Love and scandal are the best sweeteners of tea. —Henry Fielding

11 January 2019

The Favourite

The Favourite was pretty great. I wanted it to head eventually in a more surprising direction, but this is a beautifully realized film. I laughed a great deal and enjoyed myself immensely.

Sandy Powell is a genius and honestly deserves a 4th Oscar.
Olivia Colman is excellent in The Favourite, and I really loved Rachel Weisz, too. The supporting cast is also excellent. Nicholas Hoult and Joe Alwyn are both especially funny. (There is this amazing scene where Nicholas Hoult just pushes Emma Stone into a ditch that had me cackling.) I have to say that I never really like Emma Stone, though. Something about her always feels like she's playing dress-up – like she never quite gets over hoping that we'll believe her.

The Favourite is not perfect (even if its costumes are). It loses steam by act three, and my theory for why this happens is that the film actually stops surprising us. In most of Lanthimos's films, one never feels as though one has understood all of the rules. He changes them up again and again, until we are bewildered and puzzled beyond what is bearable. He did this with Dogtooth and The Lobster and The Killing of a Sacred Deer (though I think that one was slightly more accessible – and slightly less interesting because of this). But with The Favourite, we actually learn the rules of the game. They become clear at about the point in the movie, I think, when Emma Stone watches from the bookcase while Olivia Colman and Rachel Weisz fuck. The world, I think, begins to make sense in that moment, and like Emma Stone's character, we, too, understand what needs to be done, how she can win.

And so the delightfully confounding insanity of the film's first act and most of its second is replaced by a kind of toleration of the queen's peccadilloes. Her desires and whims become things which we both understand and which begin to grow tiresome.

The film's ending still works very well, and the acting stays excellent, but the screenplay loses its energy, even if there are still a few delightful scenes in the last half of the movie (I'm thinking especially of the sequence where the men hurl citrus fruits at that naked courtier).

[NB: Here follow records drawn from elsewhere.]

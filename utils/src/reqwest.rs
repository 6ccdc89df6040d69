use std::{fmt::Debug, time::Duration};

use reqwest::{Client, RequestBuilder};
use serde::de::DeserializeOwned;
use url::Url;

use crate::serde::{SerdePathError, SerdeResponseParse};

pub const DEFAULT_TIMEOUT: Duration = Duration::from_secs(30);

#[derive(Debug)]
pub enum ReqwestStage {
    Send,
    Status,
    DecodeText,
    Deserialise,
}

fn parse_url<U: ToString>(url: U) -> crate::Result<Url> {
    url.to_string()
        .parse::<Url>()
        .map_err(|_| crate::Error::InvalidUrl(url.to_string()))
}

#[derive(Debug)]
#[allow(dead_code)]
pub struct ReqwestErrorContext {
    pub url: Url,
    query: String,
}

#[derive(Debug)]
pub enum ReqwestInnerError {
    Reqwest(reqwest::Error),
    SerdePath(SerdePathError),
}

impl ReqwestInnerError {
    pub fn is_connect(&self) -> bool {
        match self {
            Self::Reqwest(err) => err.is_connect() || err.is_timeout(),
            Self::SerdePath(_) => false,
        }
    }
}

/// GET request builder that keeps enough context to explain a failure.
pub struct Reqwest {
    builder: RequestBuilder,
    error_context: Option<ReqwestErrorContext>,
}

impl Reqwest {
    pub fn get<U: ToString>(client: &Client, url: U) -> crate::Result<Self> {
        let url = parse_url(url)?;
        let builder = client.get(url.clone()).timeout(DEFAULT_TIMEOUT);
        Ok(Self {
            builder,
            error_context: Some(ReqwestErrorContext {
                url,
                query: String::new(),
            }),
        })
    }

    /// Adds query parameters. Values whose key contains `apikey` are redacted
    /// from the error context.
    pub fn query(mut self, query: &[(&str, String)]) -> Self {
        self.builder = self.builder.query(query);
        if let Some(context) = self.error_context.as_mut() {
            let redacted = query
                .iter()
                .map(|(key, value)| {
                    if key.contains("apikey") {
                        format!("{key}=***")
                    } else {
                        format!("{key}={value}")
                    }
                })
                .collect::<Vec<_>>()
                .join("&");
            if !context.query.is_empty() {
                context.query.push('&');
            }
            context.query.push_str(&redacted);
        }
        self
    }

    async fn receive_text_internal(mut self) -> crate::Result<(String, Box<ReqwestErrorContext>)> {
        let error_context = Box::new(
            self.error_context
                .take()
                .ok_or(crate::Error::ReqwestErrorContextMissing)?,
        );

        let send_result = self.builder.send().await;
        let response = match send_result {
            Ok(response) => response,
            Err(err) if err.is_connect() => {
                return Err(crate::Error::Internet(error_context.url));
            }
            Err(err) => {
                return Err(crate::Error::ReqwestFailed {
                    stage: ReqwestStage::Send,
                    context: error_context,
                    inner: ReqwestInnerError::Reqwest(err),
                });
            }
        };

        let response = match response.error_for_status() {
            Ok(response) => response,
            Err(err) => {
                return Err(crate::Error::ReqwestFailed {
                    stage: ReqwestStage::Status,
                    context: error_context,
                    inner: ReqwestInnerError::Reqwest(err),
                });
            }
        };

        match response.text().await {
            Ok(text) => Ok((text, error_context)),
            Err(err) => Err(crate::Error::ReqwestFailed {
                stage: ReqwestStage::DecodeText,
                context: error_context,
                inner: ReqwestInnerError::Reqwest(err),
            }),
        }
    }

    pub async fn receive_json<J: Debug + DeserializeOwned>(self) -> crate::Result<J> {
        let (text, error_context) = self.receive_text_internal().await?;

        text.as_str()
            .serde_parse_custom()
            .map_err(|err| crate::Error::ReqwestFailed {
                stage: ReqwestStage::Deserialise,
                context: error_context,
                inner: ReqwestInnerError::SerdePath(err),
            })
    }
}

And... this movie is about Trump, right? The ending certainly put me in mind of our president. (The oranges being hurled at the naked man, while not an obvious Trump reference, certainly could be read as one. He is orange, after all.) But I think, too, that perhaps my impatience with the film's latter half is a kind of Trumpian boredom, too. What I mean is this: a surprising person with a lot of power is interesting. What is he going to do? Whom will he bomb? Will we all die? What idiocy is going to come out of his mouth next? But once one realizes that there are no surprises left, that he hasn't anything really interesting to say, that he (like Queen Anne) just wants to be loved and adored and he doesn't care who gives him that fix, the whole thing becomes a bit of a chore. It's no longer an adventure at all.

Again, I really liked this movie – I'm just trying to make sense of why that last third of the picture didn't totally knock it out of the park.